So, a week-and-change ago Kr* and I picked up some basic homebrewing stuff and started a batch of English brown ale. Since this is our first ever beermaking attempt, we purchased a ready-made ingredient kit with all the stuff pre-selected and measured into labeled baggies, idiot-proofing the process as much as possible. This Sunday we cracked the fermenter open and bottled the (almost) finished product. It has to sit in the bottles a few more weeks to carbonate and condition, and then we can drink it! Naturally, we documented the entire process ;-)
Clear your calendars for about a month from now; our yield was about 45 bottles and we’re going to need help consuming it…
Notes: There was a bit of a scare when we added the yeast, sealed up the fermenter and watched as nothing happened for a good few days. We thought we royally screwed something up. While I was down there checking on it at about the 3rd day, I noticed a faint beery smell on one side of the bucket. When I ran a wet finger around the airlock seal (it easily passed visual inspection) to check for bubbles/leaks, this completed the seal and the airlock suddenly started bubbling furiously (“furiously” being one big bubble every 2-3 seconds). Everything was fine, we just couldn’t see it.
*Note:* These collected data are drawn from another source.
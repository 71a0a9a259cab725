//! # The Automotive DEM Crate
//! This crate implements the client facing part of an AUTOSAR style Diagnostic Event Manager (DEM). It gives diagnostic service handlers (UDS, OBD and J1939) a per-client API to select DTCs, filter DTCs, clear DTCs, lock records for readout and iterate over stored freeze frame (snapshot) records.
//!
//! The event memory itself is an external collaborator. It is accessed through the [`memory::EventMemory`] trait, and [`memory::MemoryStore`] provides an in-memory implementation.
//!
//! ## Freeze Frame Filter Example
//!
//! The following example stores one snapshot record for a single event and reads it back through a client.
//!
//! ```rust
//! use automotive_dem::client::ClientAccess;
//! use automotive_dem::config::{ClientConfig, Config, EventConfig};
//! use automotive_dem::dtc::{DtcMapping, RecordFilterFormat};
//! use automotive_dem::memory::{EventEntry, MemoryStore, SnapshotRecord};
//!
//! let mut config = Config::new();
//! let event_id = config.add_event(EventConfig {
//!     snapshot_records: vec![1],
//!     ..EventConfig::new(DtcMapping::uds(0x123456))
//! });
//! config.clients.push(ClientConfig::new());
//!
//! let mut memory = MemoryStore::new(&config, 8);
//! let mut entry = EventEntry::new(event_id);
//! entry.snapshot_records.push(SnapshotRecord::new(1, &[0x01, 0x02]));
//! memory.store_primary_entry(entry);
//!
//! let mut dem = ClientAccess::new(config).unwrap();
//! let count = dem.set_freeze_frame_record_filter(0, RecordFilterFormat::Uds, &memory).unwrap();
//! assert_eq!(count, 1);
//!
//! let record = dem.get_next_filtered_record(0, &memory).unwrap().unwrap();
//! assert_eq!(record.dtc, 0x123456);
//! assert_eq!(record.record_number, 1);
//! ```
//!
//! ## Concurrency
//! All operations are synchronous and never block. Readers copying stored record data sample the per-event update state before and after the copy and return [`Error::Pending`] when a concurrent writer modified the entry in between. The caller is expected to retry with identical arguments.
//!

pub mod buffer;
pub mod client;
pub mod config;
pub mod det;
pub mod dtc;
mod error;
pub mod freeze_frame;
pub mod memory;

pub use error::Error;
pub type Result<T> = std::result::Result<T, Error>;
Another bit of weirdness is that we got a very low initial specific gravity reading. This is an important measurement to determine when fermentation has stopped and how much alcohol is in your brew. According to the kit we used, the starting gravity should have been within the range 1.040 ~ 1.048; our initial reading was a lowly 1.034. Final gravity was measured at 1.012, the top end of the recipe’s specified range. If taken as accurate, this would mean our beer has 2.9 ~ 3.1% alcohol, which is far lower than expected (according to the recipe it should be 4.0 ~ 5.0% ABV). It’s likely that the initial measurement is way off due to not stirring up the mixture after adding cold water to the hot, slightly viscous wort before the measurement, so the top layer we measured may have been uncharacteristically watery. (This internets sez: In a malt extract beer when less than 5 gallons is boiled , the problem usually stems from not adequately mixing the top-up cold water with the wort. Typical results will be very low (or very high) hydrometer readings. Cold water and hot wort are a little like oil and water, and must be vigorously mixed for at least a minute to blend the hot sugars into the cold water.) We’d heard somewhere that agitation/aeration = bad, so we held off any mixing until it was absolutely necessary – a slow gentle stir when adding the yeast, which was after the IG measurement.